A Litany of Complaints

1) Never drive to work in a wet mushy snowstorm with a head cold that makes it feel like your sinuses are moments from exploding, your eyeballs all scratchy and dry and ready to pop right out of your head.  Especially never do this if you are not fully caffeinated, because you will almost drive into a jersey barrier.  Twice. 

2) I realized two things about myself over the past two days.  One, that I am much more inclined to buy lottery tickets when I am poor, like because I have no money but I do have four quarters, perhaps a scratch ticket is a good investment!  Because why would I save that dollar for something like, oh, say, laundry?   Two, I am a huge freaking baby when I am sick.  Right now I feel like I need a fainting couch to flop dramatically onto, because fucking CHRIST, my fucking HEAD, people!  It is swollen!  I swear you can see the fluid build-up behind my eyes.  And my nose is stuffy and raw and all red, my eyes are scratchy, my body aches, my throat and ears and glands and lungs are all hurting, and woe is me, I have a cold and I’m a delicate flower.  Someone run out and buy me a gallon of OJ and some of those tissues with lotion and an economy sized bag of cough drops and some DayQuil, please.  I am near to death!

 

3) That last realization?  It makes me realize yet another thing, which is that I am really, really annoying sometimes.  And probably not very likeable.  And immature.  But, luckily, since writing this yesterday I have obtained the Good Drugs, the ones they keep behind the counter because I could cook them up and make meth.  And apparently the meth people are onto something, because there is a lot less pressure in my head right now.

 

4) I have lost 17 pounds on this new diet/exercise thing.  I put on jeans yesterday that I hadn’t been able to wear in a couple of years!  But because this is about complaining, not celebrating, I’ll have you know that there are problems with the loss of 17 pounds.  Problem #1 being that those jeans I couldn’t fit into are pretty much Mom Jeans, ones I got on super-sale at Old Navy without realizing how high the damn waist was – or perhaps just overwhelmed by the lies on their sale signs, I grabbed a pair and ran.  I don’t remember which.  Problem #2 is that now all my other pants, the ones I’ve been wearing, the ones that are cuter, are all too baggy and fall down dangerously at the waist.  This would be swell if I had money and could buy new pants, but, alas, I am stuck with too-big pants that sag at my ass weirdly.  I am planning to do some creative waistband sewing sometime soon, since of course I couldn’t have had foresight and bought pants with belt loops.

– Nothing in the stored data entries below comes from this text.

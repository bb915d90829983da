//! Scope instances and their lifecycle.
//!
//! Every time a boundary is crossed (server start, one HTTP request, one CLI
//! command) a new instance of a [`Scope`] is opened. The instance caches the
//! providers bound to its tag, collects their teardowns, and runs those
//! teardowns newest-first when it closes.
//!
//! Instances form a chain through their parents. A provider bound to
//! `Scope::Lifespan` and requested from inside a `REQUEST` instance is looked
//! up in the nearest enclosing `LIFESPAN` instance, and its own dependencies
//! are resolved from there as well.

use std::any::Any;
use std::future::Future;
use std::sync::atomic::{AtomicBool, AtomicU64, Ordering};
use std::sync::Arc;

use ahash::AHashMap;
use async_trait::async_trait;
use parking_lot::Mutex;
use tokio::sync::OnceCell;

use super::{Container, ResolverContext};
use crate::error::{DiError, DiResult};
use crate::internal::dispose_bag::run_all;
use crate::internal::{DisposeBag, ResolutionPath, Teardown};
use crate::key::Key;
use crate::lifetime::{Scope, ScopeExit};
use crate::registration::{AnyArc, Registration};
use crate::traits::ResolverCore;

static NEXT_SCOPE_ID: AtomicU64 = AtomicU64::new(1);

/// State of one open (or closed) scope instance.
pub(crate) struct ScopeInner {
    tag: Scope,
    id: u64,
    container: Container,
    parent: Option<Arc<ScopeInner>>,
    cache: Mutex<AHashMap<Key, Arc<OnceCell<AnyArc>>>>,
    teardowns: Mutex<DisposeBag>,
    closed: AtomicBool,
}

impl ScopeInner {
    fn open(container: Container, parent: Option<Arc<ScopeInner>>, tag: Scope) -> Arc<Self> {
        let id = NEXT_SCOPE_ID.fetch_add(1, Ordering::Relaxed);
        tracing::debug!(scope = %tag, id, nested = parent.is_some(), "scope opened");
        Arc::new(Self {
            tag,
            id,
            container,
            parent,
            cache: Mutex::new(AHashMap::new()),
            teardowns: Mutex::new(DisposeBag::default()),
            closed: AtomicBool::new(false),
        })
    }

    pub(crate) fn tag(&self) -> Scope {
        self.tag
    }

    pub(crate) fn is_closed(&self) -> bool {
        self.closed.load(Ordering::Acquire)
    }

    pub(crate) fn ensure_open(&self) -> DiResult<()> {
        if self.is_closed() {
            return Err(DiError::ScopeClosed(self.tag));
        }
        Ok(())
    }

    /// Nearest instance in the chain (self included) carrying `tag`.
    pub(crate) fn nearest(self: &Arc<Self>, tag: Scope) -> Option<Arc<ScopeInner>> {
        let mut current = Some(self.clone());
        while let Some(inner) = current {
            if inner.tag == tag {
                return Some(inner);
            }
            current = inner.parent.clone();
        }
        None
    }

    /// Resolves a provider cached in this instance, constructing it at most once.
    pub(crate) async fn get_or_create(
        self: &Arc<Self>,
        key: Key,
        registration: Arc<Registration>,
        path: ResolutionPath,
    ) -> DiResult<AnyArc> {
        self.ensure_open()?;
        let cell = self.cache.lock().entry(key).or_default().clone();

        let value = cell
            .get_or_try_init(|| async {
                let ctx = ResolverContext::new(self.container.clone(), Some(self.clone()), path);
                let provided = (registration.ctor)(ctx).await?;
                if let Some(teardown) = provided.teardown {
                    self.adopt(key.display_name(), teardown).await?;
                }
                Ok::<AnyArc, DiError>(provided.value)
            })
            .await?;
        Ok(value.clone())
    }

    /// Takes ownership of a teardown. If the instance closed while the value
    /// was being built, the teardown runs right away as a failure.
    pub(crate) async fn adopt(&self, service: &'static str, teardown: Teardown) -> DiResult<()> {
        let rejected = {
            let mut bag = self.teardowns.lock();
            if self.is_closed() {
                Some(teardown)
            } else {
                bag.push(service, teardown);
                None
            }
        };

        match rejected {
            None => Ok(()),
            Some(teardown) => {
                if let Err(err) = teardown(ScopeExit::Failed).await {
                    tracing::error!(scope = %self.tag, service, error = %err, "teardown failed");
                }
                Err(DiError::ScopeClosed(self.tag))
            }
        }
    }

    /// Marks the instance closed and hands back its teardowns, newest first.
    /// Returns `None` when it was already closed.
    fn begin_close(&self) -> Option<Vec<(&'static str, Teardown)>> {
        let hooks = {
            let mut bag = self.teardowns.lock();
            if self.closed.swap(true, Ordering::AcqRel) {
                return None;
            }
            bag.drain_reverse()
        };
        self.cache.lock().clear();
        Some(hooks)
    }

    async fn shutdown(&self, exit: ScopeExit) -> DiResult<()> {
        let Some(hooks) = self.begin_close() else {
            return Ok(());
        };
        tracing::debug!(scope = %self.tag, id = self.id, ?exit, teardowns = hooks.len(), "scope closing");
        // The hooks are already out of the bag, so they run on their own task
        // and finish even if the caller stops polling.
        let tag = self.tag;
        tokio::spawn(run_all(tag, hooks, exit))
            .await
            .unwrap_or_else(|err| Err(DiError::teardown(tag, Box::new(err))))
    }
}

/// Owner of an open scope instance.
///
/// Close it with [`close`](ScopeGuard::close), or let [`run`](ScopeGuard::run)
/// bracket a body. A guard dropped while still open (for example because the
/// task holding it was cancelled) tears its instance down as
/// [`ScopeExit::Failed`] on the current tokio runtime.
///
/// # Examples
///
/// ```rust
/// use scopewire::{Provision, ProviderRegistry, Resolver, Scope, ScopeExit};
/// use std::sync::Arc;
///
/// struct RequestId(u64);
///
/// # #[tokio::main(flavor = "current_thread")]
/// # async fn main() -> Result<(), Box<dyn std::error::Error>> {
/// let mut registry = ProviderRegistry::new();
/// registry.add_scoped(Scope::Request, |_| async { Ok(Provision::new(RequestId(7))) })?;
/// let container = registry.build(None);
///
/// let request = container.enter(Scope::Request);
/// let a = request.get::<RequestId>().await?;
/// let b = request.get::<RequestId>().await?;
/// assert!(Arc::ptr_eq(&a, &b));
/// request.close(ScopeExit::Completed).await?;
/// # Ok(())
/// # }
/// ```
pub struct ScopeGuard {
    handle: ScopeHandle,
    finished: bool,
}

impl ScopeGuard {
    pub(crate) fn open(container: Container, parent: Option<Arc<ScopeInner>>, tag: Scope) -> Self {
        Self {
            handle: ScopeHandle::from_inner(ScopeInner::open(container, parent, tag)),
            finished: false,
        }
    }

    /// The tag of this instance.
    pub fn tag(&self) -> Scope {
        self.handle.tag()
    }

    /// A cloneable handle for resolving and nesting while the guard stays put.
    pub fn handle(&self) -> ScopeHandle {
        self.handle.clone()
    }

    /// A resolver context rooted in this instance.
    pub fn context(&self) -> ResolverContext {
        self.handle.context()
    }

    /// Closes the instance, running every teardown newest-first with `exit`.
    ///
    /// Every teardown runs even when an earlier one fails; the first failure
    /// is returned as [`DiError::Teardown`]. Closing twice is a no-op.
    ///
    /// Once started, the teardowns run to completion on a spawned task, so
    /// dropping this future (for example under a timeout) does not skip them.
    pub async fn close(mut self, exit: ScopeExit) -> DiResult<()> {
        self.finished = true;
        self.handle.inner.shutdown(exit).await
    }

    /// Runs `body` inside this instance and closes it with the body's outcome.
    ///
    /// The body's error wins over a teardown error. If the body succeeds but
    /// a teardown fails, the teardown error is returned.
    pub async fn run<F, Fut, T, E>(self, body: F) -> Result<T, E>
    where
        F: FnOnce(ResolverContext) -> Fut,
        Fut: Future<Output = Result<T, E>>,
        E: From<DiError>,
    {
        let tag = self.tag();
        let result = body(self.context()).await;
        let closed = self.close(ScopeExit::of(&result)).await;
        match (result, closed) {
            (Ok(value), Ok(())) => Ok(value),
            (Ok(_), Err(teardown)) => Err(teardown.into()),
            (Err(err), Ok(())) => Err(err),
            (Err(err), Err(teardown)) => {
                tracing::warn!(scope = %tag, error = %teardown, "teardown also failed after body error");
                Err(err)
            }
        }
    }
}

impl Drop for ScopeGuard {
    fn drop(&mut self) {
        if self.finished {
            return;
        }
        let inner = &self.handle.inner;
        let Some(hooks) = inner.begin_close() else {
            return;
        };
        if hooks.is_empty() {
            return;
        }

        let tag = inner.tag;
        match tokio::runtime::Handle::try_current() {
            Ok(runtime) => {
                tracing::warn!(scope = %tag, teardowns = hooks.len(), "scope dropped while open, tearing down as failed");
                runtime.spawn(async move {
                    // run_all logs each failure
                    let _ = run_all(tag, hooks, ScopeExit::Failed).await;
                });
            }
            Err(_) => {
                tracing::warn!(scope = %tag, teardowns = hooks.len(), "scope dropped outside a tokio runtime, teardowns skipped");
            }
        }
    }
}

#[async_trait]
impl ResolverCore for ScopeGuard {
    async fn resolve_any(&self, key: &Key) -> DiResult<Arc<dyn Any + Send + Sync>> {
        self.handle.resolve_any(key).await
    }
}

/// Shared, cloneable reference to a scope instance.
///
/// Handles can resolve and open nested instances but cannot close the
/// instance they point to; only its [`ScopeGuard`] can.
#[derive(Clone)]
pub struct ScopeHandle {
    inner: Arc<ScopeInner>,
}

impl ScopeHandle {
    pub(crate) fn from_inner(inner: Arc<ScopeInner>) -> Self {
        Self { inner }
    }

    pub fn tag(&self) -> Scope {
        self.inner.tag
    }

    pub fn is_closed(&self) -> bool {
        self.inner.is_closed()
    }

    pub fn container(&self) -> &Container {
        &self.inner.container
    }

    /// Opens a nested instance whose parent is this one.
    ///
    /// # Errors
    ///
    /// `ScopeClosed` when this instance is already closed.
    pub fn enter(&self, tag: Scope) -> DiResult<ScopeGuard> {
        self.inner.ensure_open()?;
        Ok(ScopeGuard::open(
            self.inner.container.clone(),
            Some(self.inner.clone()),
            tag,
        ))
    }

    /// A resolver context rooted in this instance.
    pub fn context(&self) -> ResolverContext {
        ResolverContext::new(
            self.inner.container.clone(),
            Some(self.inner.clone()),
            ResolutionPath::default(),
        )
    }
}

#[async_trait]
impl ResolverCore for ScopeHandle {
    async fn resolve_any(&self, key: &Key) -> DiResult<Arc<dyn Any + Send + Sync>> {
        self.context().resolve_key(key).await
    }
}

impl std::fmt::Debug for ScopeHandle {
    fn fmt(&self, f: &mut std::fmt::Formatter<'_>) -> std::fmt::Result {
        f.debug_struct("ScopeHandle")
            .field("tag", &self.inner.tag)
            .field("id", &self.inner.id)
            .field("closed", &self.is_closed())
            .finish()
    }
}

#[cfg(test)]
mod tests {
    use super::*;
    use crate::collection::ProviderRegistry;

    #[tokio::test]
    async fn test_nearest_walks_to_matching_ancestor() {
        let container = ProviderRegistry::new().build(None);
        let lifespan = container.enter(Scope::Lifespan);
        let request = lifespan.handle().enter(Scope::Request).unwrap();

        let found = request.handle().inner.nearest(Scope::Lifespan).unwrap();
        assert!(Arc::ptr_eq(&found, &lifespan.handle().inner));
        assert!(request.handle().inner.nearest(Scope::Request).is_some());

        request.close(ScopeExit::Completed).await.unwrap();
        lifespan.close(ScopeExit::Completed).await.unwrap();
    }

    #[tokio::test]
    async fn test_closed_instance_refuses_children() {
        let container = ProviderRegistry::new().build(None);
        let lifespan = container.enter(Scope::Lifespan);
        let handle = lifespan.handle();
        lifespan.close(ScopeExit::Completed).await.unwrap();

        assert!(handle.is_closed());
        assert!(matches!(
            handle.enter(Scope::Request),
            Err(DiError::ScopeClosed(Scope::Lifespan))
        ));
    }
}
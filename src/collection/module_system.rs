//! Provider module system for modular registration.
//!
//! Each package of the application contributes its providers through one
//! [`ProviderModule`]; bootstrap runs every module before the first resolution.

use super::ProviderRegistry;
use crate::error::DiResult;

/// A group of providers registered together.
///
/// # Example
///
/// ```rust
/// use scopewire::{DiResult, ProviderModule, ProviderRegistry, Provision, Scope};
///
/// struct Clock;
/// struct AuditLog;
///
/// struct AuditModule;
///
/// impl ProviderModule for AuditModule {
///     fn register(&self, registry: &mut ProviderRegistry) -> DiResult<()> {
///         registry.add_constant(Clock)?;
///         registry.add_scoped(Scope::Request, |_| async { Ok(Provision::new(AuditLog)) })?;
///         Ok(())
///     }
/// }
///
/// # fn main() -> DiResult<()> {
/// let mut registry = ProviderRegistry::new();
/// registry.add_module(&AuditModule)?;
/// assert!(registry.contains::<AuditLog>());
///
/// // registering the same module twice is a duplicate
/// assert!(registry.add_module(&AuditModule).is_err());
/// # Ok(())
/// # }
/// ```
pub trait ProviderModule {
    /// Register this module's providers.
    fn register(&self, registry: &mut ProviderRegistry) -> DiResult<()>;
}

impl ProviderRegistry {
    /// Runs a module against this registry.
    pub fn add_module<M: ProviderModule + ?Sized>(&mut self, module: &M) -> DiResult<&mut Self> {
        module.register(self)?;
        Ok(self)
    }
}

 5) I don’t know if it’s related to being sick and therefore having my threshold for stiff upper lip lowered, or if it’s just the way things are, but dammit if yesterday wasn’t one of those super-depressed, wish I could crawl under the floor and cry myself to sleep kind of days.  I am so fucking lonely and it’s so hard, with him being right there and yet so distant.  I want so much for someone (for E, really, not just anyone) to reach out and hold me, to come up behind me with a hug while I do the dishes, to curl toward me in bed at night and spoon me.  I want to be held.  I put a lot of stock in physical affection and without it I feel bereft, adrift in the giant empty space of not-touching that is around me – an E-shaped space, actually, the space his body used to occupy next to mine.  And W is huggy and kissy and very sweet, but son-love is so different from husband-love and is no substitute, and then I feel shitty for hugging my son and wishing he was my husband sometimes.  Fuck.  Now I need to stop before I tear up again, I hate this so much.

3 Responses

  1. I almost spent two dollars I randomly found in my pocket on a scratch ticket last week. The allure! is impossible to resist sometimes.

    And Huzzah! for the 17 pounds. That’s awesome.

  2. I just won $100 on a dollar scratch off!!! I couldn’t believe it, so I’m a firm believer in them now.

    Congrats on the 17 lbs, that’s amazing!

  3. awww. i wish i could hug you. i’m so sorry you are lonely. this is shit.
    also…hey! happiness on the lb loss! thats amazing and awesome. most important that you are doing it for YOURself!!
    and, i am also waaaaaay more prone to buy lottery tickets when i am broke as a joke, too. i dont know what it is…well yes i do. its like, hey. im broke anyway. lets take my chances on this.
    i mean really. how much laundry can you do with four quarters anyway.